Radiation is commonly utilised in combination with chemotherapy, but also may be used as a single modality, especially in earlier stages, e.g. T1-T2, N0-1, and its use in later stages is being explored in clinical trials such as RTOG 1333 which compares radiation alone to radiation with reduced chemotherapy, in non or light smokers.

Chemotherapy 
As with the radiotherapy data, most of the available knowledge on the efficacy of chemotherapy derives from the treatment of advanced head and neck cancer rather than specific studies of HPV+OPC. Since 1976, many clinical studies have compared CRT to RT alone in the primary management of locally advanced head and neck cancers and have demonstrated an advantage to CRT in both survival and locoregional control. Cisplatin is considered the standard agent, and a survival advantage was seen for those patients who received radiation with concurrent cisplatin. Despite this no trials directly comparing cisplatin with other agents in this context have been conducted. The other agent that is widely used is Cetuximab, a monoclonal antibody directed at the epidermal growth factor receptor (EGFR). A 10% survival advantage at three years was noted when cetuximab was given concurrently with radiation (bioradiation). Cetuximab trials were completed prior to knowledge of HPV status. Laboratory and clinical studies on the utility of cetuximab in this context are conflicting.  The main toxicity is an acneiform rash, but it had not been compared directly to cisplatin in HPV+OPC, until RTOG 1016 (see Talk) addressed this question. Analysis of the results three years after the trial was completed demonstrate that cetuximab is inferior to cisplatin. Concurrent chemotherapy is also superior to chemotherapy alone (induction chemotherapy) followed by radiation. Cetuximab shows no advantage when added to cisplatin in combination with radiation. Although chemoradiation became a treatment standard based on clinical trials and in particular, meta-analyses, a subsequent population based study of patients with OPC, indicated no advantage to the addition of chemotherapy to radiation in either HPV+OPC or HPV-OPC, and significant concerns about added toxicity.
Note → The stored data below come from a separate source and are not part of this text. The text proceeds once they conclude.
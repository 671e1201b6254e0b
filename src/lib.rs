//! Tap Economy - An incremental tapper game economy
//!
//! Core modules:
//! - `economy`: Pure game economy (state, cost curve, income math)
//! - `engine`: Command handling, passive accrual, autosave scheduling
//! - `persistence`: Save/load with offline earnings reconciliation
//! - `platform`: Clock and periodic task scheduling
//! - `themes`: Built-in themed configurations
//! - `view`: Markup-free view models for the presentation layer

pub mod economy;
pub mod engine;
pub mod format;
pub mod persistence;
pub mod platform;
pub mod themes;
pub mod view;

pub use economy::{AccrualMode, EconomyConfig, GameState, View, WalletStatus};
pub use engine::{Command, Engine, EngineEvent, PurchaseOutcome};
pub use format::format_number;
pub use persistence::{LoadOutcome, MemoryStore, Store, StoreError};
pub use platform::{Clock, ManualClock, SystemClock};

/// Economy constants shared by every theme
pub mod consts {
    /// Milliseconds per second (all timestamps are ms since Unix epoch)
    pub const MS_PER_SECOND: f64 = 1000.0;
    /// Seconds per hour; passive income rates are expressed per hour
    pub const SECONDS_PER_HOUR: f64 = 3600.0;
    /// Milliseconds per day, used for the "days active" statistic
    pub const MS_PER_DAY: f64 = 86_400_000.0;

    /// Passive tick period used by every theme
    pub const DEFAULT_TICK_INTERVAL_MS: u32 = 1000;
    /// Default autosave period
    pub const DEFAULT_SAVE_INTERVAL_MS: u32 = 15_000;
}

/// Seconds elapsed between two ms timestamps, clamped at zero
#[inline]
pub fn elapsed_secs(from_ms: f64, to_ms: f64) -> f64 {
    let secs = (to_ms - from_ms) / consts::MS_PER_SECOND;
    if secs.is_finite() { secs.max(0.0) } else { 0.0 }
}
Chemotherapy also has a role, combined with radiation, in the postoperative setting (adjuvant therapy). Generally it is used where the pathology of the resected specimen indicates features associated with high risk of locoregional recurrence (e.g. extracapsular extension through involved lymph nodes or very close margins). It has shown improved disease-free survival and locoregional control in two very similar clinical trials in such high risk patients, EORTC 22931 (1994–2000) and RTOG 9501 (1995–2000). However, for HPV+OPC patients, such extracapsular spread does not appear to be an adverse factor and the addition of chemotherapy to radiation in this group provided no further advantage. Since the sample size to detect a survival advantage is large, given the small number of events in this group, these studies may have been underpowered and the question of the utility of adding chemotherapy is being addressed in a randomized clinical trial (ADEPT) with two year locoregional control and disease free survival as the endpoint. The addition of chemotherapy to radiation increases acute and late toxicity. In the GORTEC trial, chemotherapy with docetaxel provided improved survival and locoregional control in locally advanced OPC, but was associated with increased mucositis and need for feeding by gastrostomy. Chemotherapy and radiation are associated with a risk of death of 3–4% in this context. It is unclear whether the added toxicity of adding chemotherapy to radiation is offset by significant clinical benefit in disease control and survival.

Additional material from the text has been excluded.